Peachey was appointed a Fellow of the Royal Society, as both previous barons had been, on 27 March 1817. He took after his father, who had been a patron of the arts, owning Old Master paintings such as a portrait by Pompeo Batoni. Peachey's primary interest was contemporary sculpture, as well as purchasing books, drawings, and prints. He formed a collection of sculptures known as the Selsey marbles, which he intended Newsells Park in Hertfordshire to house. He also owned a townhouse, 33 Lower Grosvenor Street in London, where the collection may have been held.

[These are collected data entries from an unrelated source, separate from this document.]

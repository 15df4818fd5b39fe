use clap::{arg,crate_version,ArgAction,Command,ValueHint};

pub fn build_cli() -> Command {
    let long_help = "dfkit is always invoked with exactly one of several subcommands.
All analysis is strictly read-only; nothing is ever written to the image.
Set RUST_LOG environment variable to control logging level.
  levels: trace,debug,info,warn,error

Examples:
---------
list partitions:        `dfkit scan -f disk.img`
print mount plans:      `dfkit mount -f disk.img`
list a FAT root:        `dfkit catalog -f disk.img -o 2048`
undelete from cluster:  `dfkit recover -f disk.img -o 2048 -c 1803 -d out`
show an MFT entry:      `dfkit record -f disk.img -o 206848 -e 5`
extract an MFT entry:   `dfkit extract -f disk.img -o 206848 -e 5 -d out`
MAC-time CSV:           `dfkit timeline -m mft.bin > times.csv`
hunt for JPEGs:         `dfkit carve -f disk.img -s jpeg,png -c 8`";
    let search_types = "jpeg,jpg,png,gif,bmp,img,image,pdf,exe,zip,doc,word,xls,excel,ppt,powerpoint,ofc,office";

    let mut main_cmd = Command::new("dfkit")
        .about("Analyzes raw disk images: partitions, FAT, NTFS.")
        .after_long_help(long_help)
        .version(crate_version!());

    main_cmd = main_cmd.subcommand(
        Command::new("scan")
            .arg(arg!(-f --file <PATH> "path to the raw image file").value_hint(ValueHint::FilePath).required(true))
            .arg(arg!(--json "output as a JSON string").action(ArgAction::SetTrue))
            .about("identify the partition scheme and list partitions"),
    );
    main_cmd = main_cmd.subcommand(
        Command::new("mount")
            .arg(arg!(-f --file <PATH> "path to the raw image file").value_hint(ValueHint::FilePath).required(true))
            .about("print loopback mount plans for mountable partitions"),
    );
    main_cmd = main_cmd.subcommand(
        Command::new("catalog")
            .arg(arg!(-f --file <PATH> "path to the raw image file").value_hint(ValueHint::FilePath).required(true))
            .arg(arg!(-o --offset <SECTORS> "offset to the volume in sectors").required(false).default_value("0"))
            .arg(arg!(-c --cluster <CLUSTER> "first cluster of the directory, omit for root").required(false))
            .visible_alias("ls")
            .visible_alias("dir")
            .about("list a directory on a FAT volume"),
    );
    main_cmd = main_cmd.subcommand(
        Command::new("recover")
            .arg(arg!(-f --file <PATH> "path to the raw image file").value_hint(ValueHint::FilePath).required(true))
            .arg(arg!(-o --offset <SECTORS> "offset to the volume in sectors").required(false).default_value("0"))
            .arg(arg!(-c --cluster <CLUSTER> "first cluster of the directory, omit for root").required(false).default_value("0"))
            .arg(arg!(-d --dir <PATH> "output directory").value_hint(ValueHint::DirPath).required(false).default_value("."))
            .arg(arg!(--hiword <N> "FAT32 start-cluster high word guess").required(false))
            .arg(
                arg!(--strategy <STRATEGY> "FAT32 high word search strategy")
                    .required(false)
                    .value_parser(["hint","next","all"])
                    .default_value("all"),
            )
            .arg(arg!(--"keep-zero-clusters" "do not veto chains containing all-zero clusters").action(ArgAction::SetTrue))
            .arg(arg!(--"keep-zero-slack" "do not veto chains whose RAM slack is all zero").action(ArgAction::SetTrue))
            .about("classify and recover deleted files on a FAT volume"),
    );
    main_cmd = main_cmd.subcommand(
        Command::new("record")
            .arg(arg!(-f --file <PATH> "path to the raw image file").value_hint(ValueHint::FilePath).required(true))
            .arg(arg!(-o --offset <SECTORS> "offset to the volume in sectors").required(false).default_value("0"))
            .arg(arg!(-e --entry <N> "MFT entry number").required(false).default_value("0"))
            .arg(arg!(-m --mft <PATH> "pre-extracted MFT file").value_hint(ValueHint::FilePath).required(false))
            .about("pretty-print one NTFS MFT entry"),
    );
    main_cmd = main_cmd.subcommand(
        Command::new("extract")
            .arg(arg!(-f --file <PATH> "path to the raw image file").value_hint(ValueHint::FilePath).required(true))
            .arg(arg!(-o --offset <SECTORS> "offset to the volume in sectors").required(false).default_value("0"))
            .arg(arg!(-e --entry <N> "MFT entry number").required(false).default_value("0"))
            .arg(arg!(-d --dir <PATH> "output directory").value_hint(ValueHint::DirPath).required(false).default_value("."))
            .arg(arg!(-m --mft <PATH> "pre-extracted MFT file, sidesteps MFT fragmentation").value_hint(ValueHint::FilePath).required(false))
            .arg(arg!(-s --slack "include INDX buffer slack in directory extraction").action(ArgAction::SetTrue))
            .about("extract a file or directory from an NTFS volume"),
    );
    main_cmd = main_cmd.subcommand(
        Command::new("timeline")
            .arg(arg!(-m --mft <PATH> "pre-extracted MFT file").value_hint(ValueHint::FilePath).required(true))
            .arg(arg!(-f --file <PATH> "image file, enables index buffer rows").value_hint(ValueHint::FilePath).required(false))
            .arg(arg!(-o --offset <SECTORS> "offset to the volume in sectors").required(false).default_value("0"))
            .about("emit MAC times from an MFT stream as CSV"),
    );
    main_cmd = main_cmd.subcommand(
        Command::new("carve")
            .arg(arg!(-f --file <PATH> "path to the raw image file").value_hint(ValueHint::FilePath).required(true))
            .arg(
                arg!(-s --search <LIST> "comma separated list of things to search for")
                    .required(true)
                    .long_help(format!("comma separated list of things to search for\nvalid keys: {}",search_types)),
            )
            .arg(arg!(-o --offset <SECTORS> "offset to start of search in sectors").required(false).default_value("0"))
            .arg(arg!(-c --cluster <SECTORS> "sectors to search at a time").required(false).default_value("1"))
            .about("search sectors for known file types"),
    );
    main_cmd = main_cmd.subcommand(
        Command::new("chunk")
            .arg(arg!(-f --file <PATH> "path to the raw image file").value_hint(ValueHint::FilePath).required(true))
            .arg(arg!(-o --offset <SECTORS> "offset to the chunk in sectors").required(false).default_value("0"))
            .arg(arg!(-n --count <SECTORS> "sectors to read").required(false).default_value("1"))
            .about("display or pipe raw sectors"),
    );
    main_cmd = main_cmd.subcommand(
        Command::new("completions")
            .arg(
                arg!(-s --shell <SHELL> "shell for which completions are generated")
                    .required(true)
                    .value_parser(["bash","elv","fish","ps1","zsh"]),
            )
            .about("generate shell completions on stdout"),
    );
    main_cmd
}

Peachey was patron to a number of prominent sculptors, including Joseph Nollekens, Josephus Kendrick, Richard James Wyatt, John Gibson, and Luigi Bienaimé. Kendrick and Wyatt produced busts of Peachey, both of which have now been lost.

==Personal life==
Peachey married Anna Maria Louisa Irby, a daughter of Frederick Irby, 2nd Baron Boston, on 21 October 1817. They had no issue. Peachey's younger brother John William Peachey, a clergyman, died unmarried on 6 July 1837. Peachey survived him for only a year, dying in Florence on 10 March 1838, aged fifty. His body was transported back to England to be buried at West Dean Park.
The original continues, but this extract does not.